Учиться ей понравилось, всё давалось легко, а первая учительница была замечательным педагогом. Но когда семья переехала в другой район города, рядом оказалась именно женская гимназия, куда и привела Люду мама.

Это было чинное чопорное заведение. На переменах девочки ходили парами и шептались. Громко разговаривать, а тем более, смеяться, было запрещено. Царила атмосфера стукачества. Учительница невзлюбила новенькую с первых дней. Не раз Люде приходилось стоять в углу, а ведь в первой школе её всегда хвалили! Оценки тоже поползли вниз. И Люда сбежала! Утром, как обычно, она брала портфель и выходила на улицу, но отойдя подальше, поворачивала совсем в другую сторону. Неподалеку жили бабушка и дедушка её отца, которые с радостью принимали правнучку, не задавая лишних вопросов. Так продолжалось до тех пор, пока родителям не позвонили из гимназии. Вопрос встал ребром. Люда категорически отказалась учиться в этой школе. Никакие уговоры и наказания не могли заставить её идти в эту ужасную женскую гимназию. Пришлось возвращать её в первую школу к любимой учительнице. Ходить было далеко, но жизнь опять стала прекрасной!

Но со второго полугодия следующего класса Людмиле пришлось учиться совсем в другой школе. Семья переехала в Забайкалье, на станцию Даурия. Вообще-то здесь когда-то Люда родилась, это была её родина. В новой школе было так же хорошо, как и в прежней. Людмила любила школу. Можно сказать, она была душой класса. Весёлая девчонка с фотоаппаратом – такой она запомнилась одноклассникам. Много лет спустя они найдут друг друга в интернете и будут вспоминать своё счастливое и такое далекое детство.

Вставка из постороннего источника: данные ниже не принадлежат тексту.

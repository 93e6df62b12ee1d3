//! Thread-safe MIB store.
//!
//! The [`MibStore`] owns every instance. Callers never hold a reference into
//! it across a mutation; all reads return owned values and every operation
//! takes the lock exactly once, so a reader can never observe a half-written
//! key row.

use crate::snapshot::{MibSnapshot, SnapshotError};
use crate::table::{KeyRow, KeyTable};
use keyshare_types::error::{KeyShareError, KeyShareResult};
use keyshare_types::oid::{self, TableOid};
use keyshare_types::value::{Access, Instance, MibValue};
use std::sync::RwLock;
use tracing::debug;

/// Values the fixed scalar block is seeded with at boot.
#[derive(Debug, Clone)]
pub struct ScalarDefaults {
    /// Boot date, `YYYYMMDD`.
    pub restart_date: i64,
    /// Boot time, `HHMMSS`.
    pub restart_time: i64,
    pub key_size: i64,
    pub update_interval_ms: i64,
    pub max_keys: i64,
    pub key_ttl_secs: i64,
    pub master_key: String,
    pub first_char: i64,
    pub cardinality: i64,
}

#[derive(Debug, Clone, Default)]
struct MibInner {
    /// Scalar block in insertion order. The block is small and fixed, so
    /// lookups scan it.
    scalars: Vec<(String, Instance)>,
    keys: KeyTable,
}

impl MibInner {
    fn scalar(&self, oid: &str) -> Option<&Instance> {
        self.scalars
            .iter()
            .find(|(o, _)| o == oid)
            .map(|(_, inst)| inst)
    }

    fn scalar_mut(&mut self, oid: &str) -> Option<&mut Instance> {
        self.scalars
            .iter_mut()
            .find(|(o, _)| o == oid)
            .map(|(_, inst)| inst)
    }

    fn get(&self, oid: &str) -> KeyShareResult<MibValue> {
        if let Some(inst) = self.scalar(oid) {
            return Ok(inst.value().clone());
        }
        let addr = TableOid::parse(oid).ok_or_else(|| KeyShareError::UnknownOid(oid.into()))?;
        self.keys
            .get(addr.row_id)
            .map(|row| row.column(addr.column))
            .ok_or_else(|| KeyShareError::UnknownOid(oid.into()))
    }

    fn contains(&self, oid: &str) -> bool {
        self.scalar(oid).is_some()
            || TableOid::parse(oid).is_some_and(|addr| self.keys.get(addr.row_id).is_some())
    }

    /// OID following `oid` in traversal order, if any. `oid` must exist.
    fn next_oid(&self, oid: &str) -> Option<String> {
        if let Some(pos) = self.scalars.iter().position(|(o, _)| o == oid) {
            return match self.scalars.get(pos + 1) {
                Some((next, _)) => Some(next.clone()),
                None => self.keys.first_oid().map(TableOid::to_oid),
            };
        }
        let addr = TableOid::parse(oid)?;
        self.keys.next_oid(addr).map(TableOid::to_oid)
    }

    fn write(&mut self, oid: &str, value: MibValue, admin: bool) -> KeyShareResult<MibValue> {
        if let Some(inst) = self.scalar_mut(oid) {
            if !admin && inst.access() == Access::ReadOnly {
                return Err(KeyShareError::ReadOnlyViolation(oid.into()));
            }
            inst.assign(oid, value)?;
            return Ok(inst.value().clone());
        }
        let addr = TableOid::parse(oid).ok_or_else(|| KeyShareError::UnknownOid(oid.into()))?;
        let row = self
            .keys
            .get_mut(addr.row_id)
            .ok_or_else(|| KeyShareError::UnknownOid(oid.into()))?;
        // Every key-table column is read-only to the network.
        if !admin {
            return Err(KeyShareError::ReadOnlyViolation(oid.into()));
        }
        row.assign(addr.column, value)?;
        Ok(row.column(addr.column))
    }
}

/// The agent's object database.
#[derive(Debug, Default)]
pub struct MibStore {
    inner: RwLock<MibInner>,
}

impl MibStore {
    /// Create a store holding the given scalars (in this order) and an empty
    /// key table.
    pub fn new(scalars: Vec<(String, Instance)>) -> Self {
        Self {
            inner: RwLock::new(MibInner {
                scalars,
                keys: KeyTable::new(),
            }),
        }
    }

    /// Create the standard scalar block (`1.1.0` .. `3.1.0`).
    pub fn bootstrap(defaults: &ScalarDefaults) -> Self {
        use Access::{ReadOnly, ReadWrite};
        use MibValue::{Int, Str};
        let scalars = vec![
            (oid::SYSTEM_RESTART_DATE, ReadOnly, Int(defaults.restart_date)),
            (oid::SYSTEM_RESTART_TIME, ReadOnly, Int(defaults.restart_time)),
            (oid::SYSTEM_KEY_SIZE, ReadOnly, Int(defaults.key_size)),
            (oid::SYSTEM_INTERVAL_UPDATE, ReadWrite, Int(defaults.update_interval_ms)),
            (oid::SYSTEM_MAX_KEYS, ReadWrite, Int(defaults.max_keys)),
            (oid::SYSTEM_KEY_TTL, ReadWrite, Int(defaults.key_ttl_secs)),
            (oid::CONFIG_MASTER_KEY, ReadWrite, Str(defaults.master_key.clone())),
            (oid::CONFIG_FIRST_CHAR, ReadWrite, Int(defaults.first_char)),
            (oid::CONFIG_CARDINALITY, ReadWrite, Int(defaults.cardinality)),
            (oid::DATA_VALID_KEYS, ReadOnly, Int(0)),
        ];
        Self::new(
            scalars
                .into_iter()
                .map(|(oid, access, value)| (oid.to_string(), Instance::new(access, value)))
                .collect(),
        )
    }

    /// Rebuild a store from a snapshot, refreshing the restart stamp.
    ///
    /// Everything else carries over unchanged. Instances whose value does not
    /// match their kind, or duplicate rows, make the snapshot invalid.
    pub fn restore(
        snapshot: MibSnapshot,
        restart_date: i64,
        restart_time: i64,
    ) -> Result<Self, SnapshotError> {
        if let Some((oid, _)) = snapshot
            .scalars
            .iter()
            .find(|(_, inst)| !inst.is_consistent())
        {
            return Err(SnapshotError::Invalid(format!(
                "instance {oid} holds a value of the wrong kind"
            )));
        }
        let mut keys = KeyTable::new();
        for row in snapshot.rows {
            keys.insert(row)
                .map_err(|e| SnapshotError::Invalid(e.to_string()))?;
        }
        let store = Self {
            inner: RwLock::new(MibInner {
                scalars: snapshot.scalars,
                keys,
            }),
        };
        for (oid, value) in [
            (oid::SYSTEM_RESTART_DATE, restart_date),
            (oid::SYSTEM_RESTART_TIME, restart_time),
        ] {
            store
                .set_admin(oid, MibValue::Int(value))
                .map_err(|e| SnapshotError::Invalid(e.to_string()))?;
        }
        Ok(store)
    }

    /// Capture the whole MIB. `key_counter` is the derivation counter the
    /// agent wants restored alongside it.
    pub fn snapshot(&self, key_counter: u64) -> MibSnapshot {
        let inner = self.inner.read().unwrap_or_else(|e| e.into_inner());
        MibSnapshot {
            scalars: inner.scalars.clone(),
            rows: inner.keys.iter().cloned().collect(),
            key_counter,
        }
    }

    /// Read the value at `oid`.
    pub fn get(&self, oid: &str) -> KeyShareResult<MibValue> {
        let inner = self.inner.read().unwrap_or_else(|e| e.into_inner());
        inner.get(oid)
    }

    /// Read an integer scalar; `None` if absent or not an integer.
    pub fn get_int(&self, oid: &str) -> Option<i64> {
        self.get(oid).ok().and_then(|v| v.as_int())
    }

    /// Write `value` on behalf of a network request.
    ///
    /// Fails on unknown OIDs, read-only instances and values that cannot be
    /// coerced to the instance kind. Returns the value as stored.
    pub fn set(&self, oid: &str, value: MibValue) -> KeyShareResult<MibValue> {
        let mut inner = self.inner.write().unwrap_or_else(|e| e.into_inner());
        inner.write(oid, value, false)
    }

    /// Write `value` bypassing the read-only check. Internal callers only.
    pub fn set_admin(&self, oid: &str, value: MibValue) -> KeyShareResult<MibValue> {
        let mut inner = self.inner.write().unwrap_or_else(|e| e.into_inner());
        inner.write(oid, value, true)
    }

    /// The entry immediately after `oid` in insertion order.
    ///
    /// With `expected_row`, the row id encoded in `oid` must match it.
    pub fn get_next(
        &self,
        oid: &str,
        expected_row: Option<u64>,
    ) -> KeyShareResult<(String, MibValue)> {
        let inner = self.inner.read().unwrap_or_else(|e| e.into_inner());
        if !inner.contains(oid) {
            return Err(KeyShareError::UnknownOid(oid.into()));
        }
        let next = inner
            .next_oid(oid)
            .ok_or_else(|| KeyShareError::EndOfMib(oid.into()))?;
        if let Some(expected) = expected_row {
            if oid::oid_row_id(oid) != Some(expected) {
                return Err(KeyShareError::RowMismatch {
                    oid: oid.into(),
                    expected,
                });
            }
        }
        let value = inner.get(&next)?;
        Ok((next, value))
    }

    /// Insert all six columns of a key row at once.
    ///
    /// Returns the row's visibility OID and value.
    pub fn add_key_row(&self, row: KeyRow) -> KeyShareResult<(String, MibValue)> {
        let visibility_oid = TableOid::new(oid::KeyColumn::Visibility, row.key_id).to_oid();
        let visibility = MibValue::Int(row.visibility.into());
        let mut inner = self.inner.write().unwrap_or_else(|e| e.into_inner());
        inner.keys.insert(row)?;
        Ok((visibility_oid, visibility))
    }

    /// Remove the whole row addressed by `oid` (any of its column OIDs).
    pub fn remove_key_row(&self, oid: &str) -> KeyShareResult<KeyRow> {
        let row_id = Self::oid_row_id(oid)?;
        let mut inner = self.inner.write().unwrap_or_else(|e| e.into_inner());
        inner
            .keys
            .remove(row_id)
            .ok_or_else(|| KeyShareError::UnknownOid(oid.into()))
    }

    /// Row id of the key-table OID `oid`.
    pub fn oid_row_id(oid: &str) -> KeyShareResult<u64> {
        TableOid::parse(oid)
            .map(|addr| addr.row_id)
            .ok_or_else(|| KeyShareError::UnknownOid(oid.into()))
    }

    /// Copy of a key row.
    pub fn key_row(&self, row_id: u64) -> Option<KeyRow> {
        let inner = self.inner.read().unwrap_or_else(|e| e.into_inner());
        inner.keys.get(row_id).cloned()
    }

    /// Number of rows whose visibility makes them valid keys.
    pub fn valid_key_count(&self) -> u64 {
        let inner = self.inner.read().unwrap_or_else(|e| e.into_inner());
        inner.keys.valid_count()
    }

    /// Number of rows in the key table.
    pub fn key_row_count(&self) -> usize {
        let inner = self.inner.read().unwrap_or_else(|e| e.into_inner());
        inner.keys.len()
    }

    /// Highest row id currently stored.
    pub fn max_row_id(&self) -> Option<u64> {
        let inner = self.inner.read().unwrap_or_else(|e| e.into_inner());
        inner.keys.max_row_id()
    }

    /// Remove every row whose expiration stamp is before `now` under a
    /// single write lock.
    pub fn remove_expired(&self, now: (i64, i64)) -> Vec<KeyRow> {
        let mut inner = self.inner.write().unwrap_or_else(|e| e.into_inner());
        let expired: Vec<u64> = inner
            .keys
            .iter()
            .filter(|row| row.is_expired(now))
            .map(|row| row.key_id)
            .collect();
        let removed: Vec<KeyRow> = expired
            .into_iter()
            .filter_map(|id| inner.keys.remove(id))
            .collect();
        if !removed.is_empty() {
            debug!(count = removed.len(), "Removed expired key rows");
        }
        removed
    }

    /// Every OID in traversal order.
    pub fn oids(&self) -> Vec<String> {
        let inner = self.inner.read().unwrap_or_else(|e| e.into_inner());
        let mut oids: Vec<String> = inner.scalars.iter().map(|(o, _)| o.clone()).collect();
        let mut cursor = inner.keys.first_oid();
        while let Some(addr) = cursor {
            oids.push(addr.to_oid());
            cursor = inner.keys.next_oid(addr);
        }
        oids
    }
}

А вот вторая сестра, Ольга, наоборот, школу не любила. Она терпеть её не могла. Ольга на шесть лет меня старше. Помню её маленькой девочкой с тонкими косичками – хвостиками. Намучилась Оля, постигая арифметику и письмо, да и позже, в старших классах, училась неважно. Теперь она и сама удивляется – почему? Но ответ на этот вопрос у неё, кажется, есть. Школа располагалась на территории военного городка. Большинство детей были из гарнизона, учителями тоже были в основном жёны офицеров. Дети из поселка всегда были хуже одеты. Их родители жили очень небогато по сравнению с военными. Не спасало даже то, что форма у всех была одинаковая, просто сшита она была из разной по качеству и цене ткани. А вне школы эта разница была ещё более ощутима. Поселковые дети часто ходили в обносках, которые их матери выменивали в гарнизоне за молоко от единственной коровки- кормильцы. Отношение учителей к детям, как ей казалось, тоже было разным. Вот это и мешало Оле полюбить школу и учёбу в ней.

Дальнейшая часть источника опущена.